Task to carry out:
Below is a block of records; repeat all of them exactly.

────────────────────────────────────────

use super::engine::SettlementEngine;
use crate::domain::config::PaymentMethodConfig;
use crate::domain::ports::SettlementStoreBox;
use crate::domain::settlement::{
    SettlementParams, SettlementRecord, SettlementResult, SettlementStatus,
};
use crate::error::Result;

/// Settlement confirmation workflow.
///
/// Wires the pure [`SettlementEngine`] to a storage port: results are
/// persisted as `pending` right after calculation and re-validated on
/// confirmation before an order may be marked `settled`. A result that
/// fails validation is marked `rejected` and never silently settled.
pub struct SettlementService {
    engine: SettlementEngine,
    store: SettlementStoreBox,
}

impl SettlementService {
    pub fn new(engine: SettlementEngine, store: SettlementStoreBox) -> Self {
        Self { engine, store }
    }

    pub fn engine(&self) -> &SettlementEngine {
        &self.engine
    }

    /// Forwarded to the engine; affects subsequent calculations only.
    pub fn update_payment_config(&mut self, config: PaymentMethodConfig) {
        self.engine.update_payment_config(config);
    }

    /// Calculates the settlement for one order and stores it as `pending`.
    pub async fn settle_order(
        &self,
        order_id: &str,
        params: &SettlementParams,
    ) -> Result<SettlementResult> {
        let result = self.engine.calculate_settlement(params)?;
        self.store
            .store(SettlementRecord {
                order_id: order_id.to_string(),
                status: SettlementStatus::Pending,
                result: result.clone(),
            })
            .await?;
        tracing::debug!(order_id, mode = %result.settlement_mode, "settlement calculated");
        Ok(result)
    }

    /// Re-validates a stored result and marks the order `settled` or
    /// `rejected`. Returns whether the order is settled afterwards; an
    /// unknown order id returns `false`.
    pub async fn confirm_order(&self, order_id: &str) -> Result<bool> {
        let Some(mut record) = self.store.get(order_id).await? else {
            return Ok(false);
        };
        if record.status == SettlementStatus::Settled {
            return Ok(true);
        }

        let valid = self.engine.validate_settlement_result(&record.result);
        record.status = if valid {
            SettlementStatus::Settled
        } else {
            SettlementStatus::Rejected
        };
        if !valid {
            tracing::warn!(order_id, "settlement result failed validation, rejecting");
        }
        self.store.store(record).await?;
        Ok(valid)
    }

    /// Consumes the service and returns the final state of all records.
    pub async fn into_results(self) -> Result<Vec<SettlementRecord>> {
        self.store.all().await
    }
}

────────────────────────────────────────

Exercise answer:
use super::engine::SettlementEngine;
use crate::domain::config::PaymentMethodConfig;
use crate::domain::ports::SettlementStoreBox;
use crate::domain::settlement::{
    SettlementParams, SettlementRecord, SettlementResult, SettlementStatus,
};
use crate::error::Result;

/// Settlement confirmation workflow.
///
/// Wires the pure [`SettlementEngine`] to a storage port: results are
/// persisted as `pending` right after calculation and re-validated on
/// confirmation before an order may be marked `settled`. A result that
/// fails validation is marked `rejected` and never silently settled.
pub struct SettlementService {
    engine: SettlementEngine,
    store: SettlementStoreBox,
}

impl SettlementService {
    pub fn new(engine: SettlementEngine, store: SettlementStoreBox) -> Self {
        Self { engine, store }
    }

    pub fn engine(&self) -> &SettlementEngine {
        &self.engine
    }

    /// Forwarded to the engine; affects subsequent calculations only.
    pub fn update_payment_config(&mut self, config: PaymentMethodConfig) {
        self.engine.update_payment_config(config);
    }

    /// Calculates the settlement for one order and stores it as `pending`.
    pub async fn settle_order(
        &self,
        order_id: &str,
        params: &SettlementParams,
    ) -> Result<SettlementResult> {
        let result = self.engine.calculate_settlement(params)?;
        self.store
            .store(SettlementRecord {
                order_id: order_id.to_string(),
                status: SettlementStatus::Pending,
                result: result.clone(),
            })
            .await?;
        tracing::debug!(order_id, mode = %result.settlement_mode, "settlement calculated");
        Ok(result)
    }

    /// Re-validates a stored result and marks the order `settled` or
    /// `rejected`. Returns whether the order is settled afterwards; an
    /// unknown order id returns `false`.
    pub async fn confirm_order(&self, order_id: &str) -> Result<bool> {
        let Some(mut record) = self.store.get(order_id).await? else {
            return Ok(false);
        };
        if record.status == SettlementStatus::Settled {
            return Ok(true);
        }

        let valid = self.engine.validate_settlement_result(&record.result);
        record.status = if valid {
            SettlementStatus::Settled
        } else {
            SettlementStatus::Rejected
        };
        if !valid {
            tracing::warn!(order_id, "settlement result failed validation, rejecting");
        }
        self.store.store(record).await?;
        Ok(valid)
    }

    /// Consumes the service and returns the final state of all records.
    pub async fn into_results(self) -> Result<Vec<SettlementRecord>> {
        self.store.all().await
    }
}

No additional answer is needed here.